Under the Bill, the entitlement of an employee to Government PPL payments revolves around whether or not the employer is “legally obliged to pay” the employee an amount because the employee is on parental leave.

Ai Group’s submission expresses the following views about this issue:

  • In many circumstances, it will be very difficult to determine whether or not the employer is “legally obliged to pay” the employee the parental leave payments under the employer PPL scheme.

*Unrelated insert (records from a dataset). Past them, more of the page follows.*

//! Application configuration structures.

use std::path::Path;
use std::time::Duration;

use serde::{Deserialize, Serialize};

use crate::storage::BackendKind;

use super::validation::{ConfigError, expand_env_vars};

// =============================================================================
// Constants
// =============================================================================

/// Default snapshot file for the embedded backend.
pub const DEFAULT_SQLITE_PATH: &str = "data/site.db";

/// Default connection pool size for networked backends.
pub const DEFAULT_MAX_CONNECTIONS: u32 = 10;

/// Default time to wait for a pooled connection (30 seconds).
pub const DEFAULT_CONNECT_TIMEOUT: Duration = Duration::from_secs(30);

/// Default embedded engine command queue capacity.
pub const DEFAULT_CHANNEL_CAPACITY: usize = 1024;

fn default_driver() -> BackendKind {
    BackendKind::Sqlite
}

fn default_path() -> String {
    DEFAULT_SQLITE_PATH.to_string()
}

fn default_max_connections() -> u32 {
    DEFAULT_MAX_CONNECTIONS
}

fn default_connect_timeout() -> Duration {
    DEFAULT_CONNECT_TIMEOUT
}

fn default_channel_capacity() -> usize {
    DEFAULT_CHANNEL_CAPACITY
}

fn default_bootstrap_schema() -> bool {
    true
}

// =============================================================================
// Database Configuration
// =============================================================================

/// Database configuration.
#[derive(Debug, Clone, Serialize, Deserialize)]
pub struct DatabaseConfig {
    /// Backend engine (default: sqlite).
    #[serde(default = "default_driver")]
    pub driver: BackendKind,

    /// Connection URL for networked backends. Empty counts as unset.
    #[serde(default)]
    pub url: Option<String>,

    /// Snapshot file for the embedded backend, or `:memory:`.
    #[serde(default = "default_path")]
    pub path: String,

    /// Connection pool size for networked backends (default: 10).
    #[serde(default = "default_max_connections")]
    pub max_connections: u32,

    /// Time to wait for a pooled connection (default: 30s).
    #[serde(default = "default_connect_timeout", with = "humantime_serde")]
    pub connect_timeout: Duration,

    /// MPSC channel capacity for the embedded engine (default: 1024).
    #[serde(default = "default_channel_capacity")]
    pub channel_capacity: usize,
}

impl Default for DatabaseConfig {
    fn default() -> Self {
        Self {
            driver: default_driver(),
            url: None,
            path: default_path(),
            max_connections: DEFAULT_MAX_CONNECTIONS,
            connect_timeout: DEFAULT_CONNECT_TIMEOUT,
            channel_capacity: DEFAULT_CHANNEL_CAPACITY,
        }
    }
}

impl DatabaseConfig {
    /// Connection URL, if set and non-empty.
    pub fn url(&self) -> Option<&str> {
        self.url.as_deref().map(str::trim).filter(|u| !u.is_empty())
    }

    /// Validate database settings for the selected driver.
    ///
    /// # Errors
    /// Returns `ConfigError::Invalid` if any field is invalid.
    pub fn validate(&self) -> Result<(), ConfigError> {
        match self.driver {
            BackendKind::MySql | BackendKind::Postgres => {
                let url = self.url().ok_or_else(|| {
                    ConfigError::Invalid(format!(
                        "database url is required for driver '{}'",
                        self.driver
                    ))
                })?;
                let schemes: &[&str] = match self.driver {
                    BackendKind::MySql => &["mysql://", "mariadb://"],
                    _ => &["postgres://", "postgresql://"],
                };
                if !schemes.iter().any(|s| url.starts_with(s)) {
                    return Err(ConfigError::Invalid(format!(
                        "database url scheme does not match driver '{}' (expected {})",
                        self.driver,
                        schemes.join(" or ")
                    )));
                }
            }
            BackendKind::Sqlite => {
                if self.path.trim().is_empty() {
                    return Err(ConfigError::Invalid(
                        "database path must not be empty for driver 'sqlite'".to_string(),
                    ));
                }
            }
        }

        // Validate pool size
        if self.max_connections == 0 {
            return Err(ConfigError::Invalid(
                "database max_connections must be positive".to_string(),
            ));
        }

        // Validate connect timeout
        if self.connect_timeout.is_zero() {
            return Err(ConfigError::Invalid(
                "database connect_timeout must be positive".to_string(),
            ));
        }

        // Validate channel capacity
        if self.channel_capacity == 0 {
            return Err(ConfigError::Invalid(
                "database channel_capacity must be positive".to_string(),
            ));
        }

        Ok(())
    }
}

// =============================================================================
// Application Configuration
// =============================================================================

/// Top-level application configuration.
#[derive(Debug, Clone, Serialize, Deserialize)]
pub struct AppConfig {
    /// Database configuration.
    #[serde(default)]
    pub database: DatabaseConfig,

    /// Create missing content tables on start-up (default: true).
    #[serde(default = "default_bootstrap_schema")]
    pub bootstrap_schema: bool,
}

impl Default for AppConfig {
    fn default() -> Self {
        Self {
            database: DatabaseConfig::default(),
            bootstrap_schema: default_bootstrap_schema(),
        }
    }
}

impl AppConfig {
    /// Load configuration from a YAML file.
    ///
    /// `${VAR}` and `${VAR:-default}` references are expanded before parsing.
    ///
    /// # Errors
    /// Returns `ConfigError` if the file cannot be read, parsed, or validated.
    pub fn load(path: impl AsRef<Path>) -> Result<Self, ConfigError> {
        let path = path.as_ref();
        let content = std::fs::read_to_string(path).map_err(|source| ConfigError::Read {
            path: path.to_path_buf(),
            source,
        })?;
        let config = Self::from_yaml(&content)?;
        config.validate()?;
        Ok(config)
    }

    /// Parse configuration from YAML text without validating it.
    pub fn from_yaml(content: &str) -> Result<Self, ConfigError> {
        Ok(serde_yaml::from_str(&expand_env_vars(content))?)
    }

    /// Validate configuration values.
    ///
    /// # Errors
    /// Returns `ConfigError::Invalid` if any field is invalid.
    pub fn validate(&self) -> Result<(), ConfigError> {
        self.database.validate()
    }
}
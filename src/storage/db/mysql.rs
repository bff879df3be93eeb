//! MySQL backend implementation using sqlx.
//!
//! Placeholders are already `?`; the insert id comes from the OK packet.
//! `TINYINT(1)` / `BOOLEAN` columns are returned as `Integer` 0/1.

use std::time::Duration;

use async_trait::async_trait;
use sqlx::mysql::{MySqlArguments, MySqlPool, MySqlPoolOptions, MySqlRow};
use sqlx::query::Query;
use sqlx::{Column, MySql, Row as _, TypeInfo};

use super::{Adapter, PROBE_SQL, unsupported};
use crate::storage::StorageError;
use crate::storage::dialect::Translation;
use crate::storage::types::{BackendKind, Row, RunResult, Value};

/// MySQL connection pool adapter.
#[derive(Clone)]
pub struct MySqlAdapter {
    pool: MySqlPool,
}

impl std::fmt::Debug for MySqlAdapter {
    fn fmt(&self, f: &mut std::fmt::Formatter<'_>) -> std::fmt::Result {
        f.debug_struct("MySqlAdapter").finish_non_exhaustive()
    }
}

impl MySqlAdapter {
    /// Connect a pool and probe it.
    ///
    /// # Errors
    /// Any failure to connect or to answer the probe is reported as
    /// [`StorageError::Connectivity`].
    pub async fn connect(
        url: &str,
        max_connections: u32,
        connect_timeout: Duration,
    ) -> Result<Self, StorageError> {
        let pool = MySqlPoolOptions::new()
            .max_connections(max_connections)
            .acquire_timeout(connect_timeout)
            .connect(url)
            .await
            .map_err(StorageError::Connectivity)?;

        sqlx::query(PROBE_SQL)
            .execute(&pool)
            .await
            .map_err(StorageError::Connectivity)?;

        tracing::info!(max_connections, "MySQL pool connected");
        Ok(Self { pool })
    }

    /// Get the underlying sqlx pool.
    #[inline]
    pub fn inner(&self) -> &MySqlPool {
        &self.pool
    }
}

#[async_trait]
impl Adapter for MySqlAdapter {
    fn kind(&self) -> BackendKind {
        BackendKind::MySql
    }

    async fn run(&self, stmt: &Translation, params: &[Value]) -> Result<RunResult, StorageError> {
        let result = bind(sqlx::query(&stmt.sql), params)
            .execute(&self.pool)
            .await?;

        let inserted_id = match result.last_insert_id() {
            0 => None,
            id if stmt.is_insert => i64::try_from(id).ok(),
            _ => None,
        };
        Ok(RunResult::new(inserted_id))
    }

    async fn get(&self, sql: &str, params: &[Value]) -> Result<Option<Row>, StorageError> {
        bind(sqlx::query(sql), params)
            .fetch_optional(&self.pool)
            .await?
            .as_ref()
            .map(decode_row)
            .transpose()
    }

    async fn all(&self, sql: &str, params: &[Value]) -> Result<Vec<Row>, StorageError> {
        bind(sqlx::query(sql), params)
            .fetch_all(&self.pool)
            .await?
            .iter()
            .map(decode_row)
            .collect()
    }

    async fn exec(&self, sql: &str) -> Result<(), StorageError> {
        sqlx::raw_sql(sql).execute(&self.pool).await?;
        Ok(())
    }
}

fn bind<'q>(
    mut query: Query<'q, MySql, MySqlArguments>,
    params: &'q [Value],
) -> Query<'q, MySql, MySqlArguments> {
    for param in params {
        query = match param {
            Value::Null => query.bind(Option::<String>::None),
            Value::Integer(v) => query.bind(*v),
            Value::Real(v) => query.bind(*v),
            Value::Text(v) => query.bind(v.as_str()),
            Value::Blob(v) => query.bind(v.as_slice()),
            Value::Boolean(v) => query.bind(*v),
        };
    }
    query
}

fn decode_row(row: &MySqlRow) -> Result<Row, StorageError> {
    let mut columns = Vec::with_capacity(row.columns().len());
    let mut values = Vec::with_capacity(row.columns().len());
    for (i, column) in row.columns().iter().enumerate() {
        columns.push(column.name().to_string());
        values.push(decode_value(row, i)?);
    }
    Ok(Row::new(columns, values))
}

fn decode_value(row: &MySqlRow, i: usize) -> Result<Value, StorageError> {
    let column = &row.columns()[i];
    let type_name = column.type_info().name().to_ascii_uppercase();

    let value = match type_name.as_str() {
        "BOOLEAN" | "TINYINT" | "SMALLINT" | "MEDIUMINT" | "INT" | "BIGINT" | "YEAR" => row
            .try_get::<Option<i64>, _>(i)?
            .map_or(Value::Null, Value::Integer),
        name if name.ends_with("UNSIGNED") => match row.try_get::<Option<u64>, _>(i)? {
            None => Value::Null,
            Some(v) => i64::try_from(v)
                .map(Value::Integer)
                .unwrap_or_else(|_| Value::Text(v.to_string())),
        },
        "FLOAT" => row
            .try_get::<Option<f32>, _>(i)?
            .map_or(Value::Null, |v| Value::Real(f64::from(v))),
        "DOUBLE" => row
            .try_get::<Option<f64>, _>(i)?
            .map_or(Value::Null, Value::Real),
        "VARCHAR" | "CHAR" | "TEXT" | "TINYTEXT" | "MEDIUMTEXT" | "LONGTEXT" | "ENUM" | "SET" => {
            row.try_get::<Option<String>, _>(i)?
                .map_or(Value::Null, Value::Text)
        }
        // Sent as a decimal string in the binary protocol.
        "DECIMAL" => row
            .try_get_unchecked::<Option<String>, _>(i)?
            .map_or(Value::Null, Value::Text),
        "BLOB" | "TINYBLOB" | "MEDIUMBLOB" | "LONGBLOB" | "BINARY" | "VARBINARY" => row
            .try_get::<Option<Vec<u8>>, _>(i)?
            .map_or(Value::Null, Value::Blob),
        "JSON" => row
            .try_get::<Option<serde_json::Value>, _>(i)?
            .map_or(Value::Null, |v| Value::Text(v.to_string())),
        "DATETIME" | "TIMESTAMP" => row
            .try_get::<Option<chrono::NaiveDateTime>, _>(i)?
            .map_or(Value::Null, |v| Value::Text(v.to_string())),
        "DATE" => row
            .try_get::<Option<chrono::NaiveDate>, _>(i)?
            .map_or(Value::Null, |v| Value::Text(v.to_string())),
        "TIME" => row
            .try_get::<Option<chrono::NaiveTime>, _>(i)?
            .map_or(Value::Null, |v| Value::Text(v.to_string())),
        "NULL" => Value::Null,
        other => return Err(unsupported(column.name(), other)),
    };
    Ok(value)
}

  • Where an employer’s PPL scheme constitutes a company policy (as is often the case), in considering whether the policy is a legal entitlement of the employee it will be necessary to consider:
    • The terms of the policy;
    • Any exclusions or disclaimers in the policy and the policy manual;
    • Whether the policy is referred to in the employee’s written contract of employment (if such a written contract exists);
    • How the policy is referred to in the employee’s written contract of employment;
    • If not an express term of the employee’s employment contract, whether the policy is an implied term of the employee’s contract of employment.

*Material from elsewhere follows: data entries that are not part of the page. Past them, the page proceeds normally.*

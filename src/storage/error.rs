//! Storage-specific error types.
//!
//! All storage operations return [`StorageError`] on failure, which can be
//! matched to determine the underlying cause (configuration, connectivity,
//! translation, engine, persistence).

use std::path::PathBuf;

use thiserror::Error;

use crate::config::ConfigError;

/// Errors that can occur in the storage layer.
#[derive(Debug, Error)]
pub enum StorageError {
    /// Invalid or missing backend kind, URL or snapshot path.
    #[error("configuration error: {0}")]
    Configuration(String),

    /// Networked backend unreachable (init probe, I/O, TLS or pool exhaustion).
    #[error("connectivity error: {0}")]
    Connectivity(#[source] sqlx::Error),

    /// Malformed canonical query.
    #[error("translation error: {0}")]
    Translation(String),

    /// MySQL or PostgreSQL reported an error executing the statement.
    #[error("database error: {0}")]
    Sqlx(#[source] sqlx::Error),

    /// The embedded SQLite engine reported an error executing the statement.
    #[error("sqlite error: {0}")]
    Sqlite(#[from] rusqlite::Error),

    /// A parameter value cannot be converted to its placeholder's type.
    #[error("cannot bind {value_kind} to parameter ${index} of type '{type_name}'")]
    Parameter {
        index: usize,
        type_name: String,
        value_kind: &'static str,
    },

    /// A result column has a type the layer cannot decode.
    #[error("unsupported column type '{type_name}' for column '{column}'")]
    UnsupportedColumn { column: String, type_name: String },

    /// The snapshot file could not be read or written.
    #[error("failed to persist snapshot '{}': {source}", path.display())]
    Persistence {
        path: PathBuf,
        #[source]
        source: std::io::Error,
    },

    /// The embedded engine thread is no longer running.
    #[error("embedded engine stopped")]
    EngineStopped,
}

impl StorageError {
    /// Wrap a snapshot I/O failure.
    pub(crate) fn persistence(path: impl Into<PathBuf>, source: std::io::Error) -> Self {
        Self::Persistence {
            path: path.into(),
            source,
        }
    }

    /// Returns true for errors raised because a server could not be reached.
    pub fn is_connectivity(&self) -> bool {
        matches!(self, Self::Connectivity(_))
    }
}

impl From<sqlx::Error> for StorageError {
    fn from(err: sqlx::Error) -> Self {
        match err {
            sqlx::Error::Io(_)
            | sqlx::Error::Tls(_)
            | sqlx::Error::PoolTimedOut
            | sqlx::Error::PoolClosed
            | sqlx::Error::WorkerCrashed => Self::Connectivity(err),
            other => Self::Sqlx(other),
        }
    }
}

impl From<ConfigError> for StorageError {
    fn from(err: ConfigError) -> Self {
        Self::Configuration(err.to_string())
    }
}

  • The issue of whether or not a company policy forms part of an employee’s contract of employment in a particular case can be extremely complex. This issue has been the subject of many court cases. For example:
    • In Goldman Sachs JB Were Services Pty Limited v Nikolich [2007] FCAFC 120, Mr Nikolich successfully argued in the Full Federal Court that certain terms of a company policy entitled “Working With Us” formed part of his employment contract and that, in not following the policy, the employer had breached the employment contract.

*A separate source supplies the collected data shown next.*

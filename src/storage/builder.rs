//! Storage builder and lifecycle.
//!
//! [`StorageBuilder`] opens exactly one backend and wraps it in a
//! [`Database`]. [`Storage`] owns the configuration and creates that handle
//! lazily on the first [`Storage::init`], returning the same handle afterwards.

use std::path::{Path, PathBuf};
use std::time::Duration;

use tokio::sync::OnceCell;

use crate::config::{
    DEFAULT_CHANNEL_CAPACITY, DEFAULT_CONNECT_TIMEOUT, DEFAULT_MAX_CONNECTIONS, DEFAULT_SQLITE_PATH,
    DatabaseConfig,
};
use crate::storage::StorageError;
use crate::storage::db::{MySqlAdapter, PostgresAdapter, SqliteAdapter};
use crate::storage::statement::Database;
use crate::storage::types::BackendKind;

/// Builder for constructing the storage layer.
#[derive(Debug, Clone)]
pub struct StorageBuilder {
    kind: BackendKind,
    url: Option<String>,
    path: PathBuf,
    max_connections: u32,
    connect_timeout: Duration,
    channel_capacity: usize,
}

impl StorageBuilder {
    /// Create a new storage builder for `kind`.
    pub fn new(kind: BackendKind) -> Self {
        Self {
            kind,
            url: None,
            path: PathBuf::from(DEFAULT_SQLITE_PATH),
            max_connections: DEFAULT_MAX_CONNECTIONS,
            connect_timeout: DEFAULT_CONNECT_TIMEOUT,
            channel_capacity: DEFAULT_CHANNEL_CAPACITY,
        }
    }

    /// Create a builder from a validated database configuration.
    pub fn from_config(config: &DatabaseConfig) -> Self {
        let mut builder = Self::new(config.driver)
            .path(&config.path)
            .max_connections(config.max_connections)
            .connect_timeout(config.connect_timeout)
            .channel_capacity(config.channel_capacity);
        builder.url = config.url().map(str::to_string);
        builder
    }

    /// Set the connection URL (networked backends).
    pub fn url(mut self, url: impl Into<String>) -> Self {
        self.url = Some(url.into());
        self
    }

    /// Set the snapshot file path (embedded backend).
    pub fn path(mut self, path: impl AsRef<Path>) -> Self {
        self.path = path.as_ref().to_path_buf();
        self
    }

    /// Set the connection pool size (networked backends).
    pub fn max_connections(mut self, max: u32) -> Self {
        self.max_connections = max;
        self
    }

    /// Set how long to wait for a pooled connection (networked backends).
    pub fn connect_timeout(mut self, timeout: Duration) -> Self {
        self.connect_timeout = timeout;
        self
    }

    /// Set the channel capacity for engine commands (embedded backend).
    pub fn channel_capacity(mut self, capacity: usize) -> Self {
        self.channel_capacity = capacity;
        self
    }

    /// Open the backend and return its handle.
    ///
    /// # Errors
    /// - [`StorageError::Configuration`] for a missing URL or empty path
    /// - [`StorageError::Connectivity`] if a networked server fails the probe
    /// - [`StorageError::Persistence`] / [`StorageError::Sqlite`] if the
    ///   snapshot cannot be loaded
    pub async fn build(self) -> Result<Database, StorageError> {
        if self.max_connections == 0 || self.channel_capacity == 0 {
            return Err(StorageError::Configuration(
                "max_connections and channel_capacity must be positive".to_string(),
            ));
        }

        let db = match self.kind {
            BackendKind::MySql => {
                let url = self.require_url()?;
                tracing::info!(backend = %self.kind, "Connecting to database server");
                Database::new(
                    MySqlAdapter::connect(url, self.max_connections, self.connect_timeout).await?,
                )
            }
            BackendKind::Postgres => {
                let url = self.require_url()?;
                tracing::info!(backend = %self.kind, "Connecting to database server");
                Database::new(
                    PostgresAdapter::connect(url, self.max_connections, self.connect_timeout)
                        .await?,
                )
            }
            BackendKind::Sqlite => {
                if self.path.as_os_str().is_empty() {
                    return Err(StorageError::Configuration(
                        "sqlite snapshot path must not be empty".to_string(),
                    ));
                }
                tracing::info!(
                    backend = %self.kind,
                    path = %self.path.display(),
                    "Opening embedded database"
                );
                Database::new(SqliteAdapter::open(&self.path, self.channel_capacity)?)
            }
        };

        Ok(db)
    }

    fn require_url(&self) -> Result<&str, StorageError> {
        self.url
            .as_deref()
            .filter(|u| !u.trim().is_empty())
            .ok_or_else(|| {
                StorageError::Configuration(format!(
                    "a connection url is required for backend '{}'",
                    self.kind
                ))
            })
    }
}

// =============================================================================
// Lifecycle
// =============================================================================

/// Lazily initialized storage layer.
///
/// Construct one per process and share it (by reference or `Arc`) with
/// whatever composes the request handlers.
#[derive(Debug)]
pub struct Storage {
    builder: StorageBuilder,
    db: OnceCell<Database>,
}

impl Storage {
    /// Create an uninitialized storage layer.
    pub fn new(builder: StorageBuilder) -> Self {
        Self {
            builder,
            db: OnceCell::new(),
        }
    }

    /// Create an uninitialized storage layer from configuration.
    pub fn from_config(config: &DatabaseConfig) -> Self {
        Self::new(StorageBuilder::from_config(config))
    }

    /// Open the backend on first use; afterwards return the same handle.
    ///
    /// Concurrent first calls wait on a single open. A failed open leaves the
    /// storage uninitialized and the next call tries again.
    pub async fn init(&self) -> Result<Database, StorageError> {
        let db = self
            .db
            .get_or_try_init(|| self.builder.clone().build())
            .await?;
        Ok(db.clone())
    }

    /// Handle created by a completed [`Storage::init`].
    pub fn database(&self) -> Option<&Database> {
        self.db.get()
    }

    pub fn is_ready(&self) -> bool {
        self.db.initialized()
    }

    /// Backend this storage opens.
    pub fn kind(&self) -> BackendKind {
        self.builder.kind
    }
}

    • In Yousif v Commonwealth Bank of Australia (2010) 193 IR 212, Ms Yousif did not succeed in proceedings before the Federal Court that a policy entitled “Appointment to Roles” was binding as a term of her employment contract. She failed because of a disclaimer in the Human Resources Manual which stated that policies do not form part of employment contracts.
    • In Barker v Commonwealth Bank of Australia [2012] FCA 942, Mr Barker initially succeeded with his arguments before the Federal Court that a breach by CBA of its redeployment policy could constitute a breach of an implied term of mutual trust and confidence in the employment contract. The Federal Court decisions were ultimately overturned by the High Court (Commonwealth Bank of Australia v Barker [2014] HCA 32).
  • Employees and employers (large and small) cannot be expected to understand the current status of complex and highly contested principles of employment and contract law when determining whether the employer is “legally obliged to pay” the payments under its employer-specific PPL scheme.
  • The uncertainty would be unfair to employers and employees because penalties of up to 60 penalty units ($51,000) apply for breaches of the PPL Act.

The Senate Committee is required to report to Parliament by 15 September 2015. Ai Group will continue to keep members informed as debate around the legislation continues.

Does your business have a PPL scheme as part of company policy? And have you considered the implications of the Fairer Paid Parental Leave Bill? Share your thoughts, experiences or questions below.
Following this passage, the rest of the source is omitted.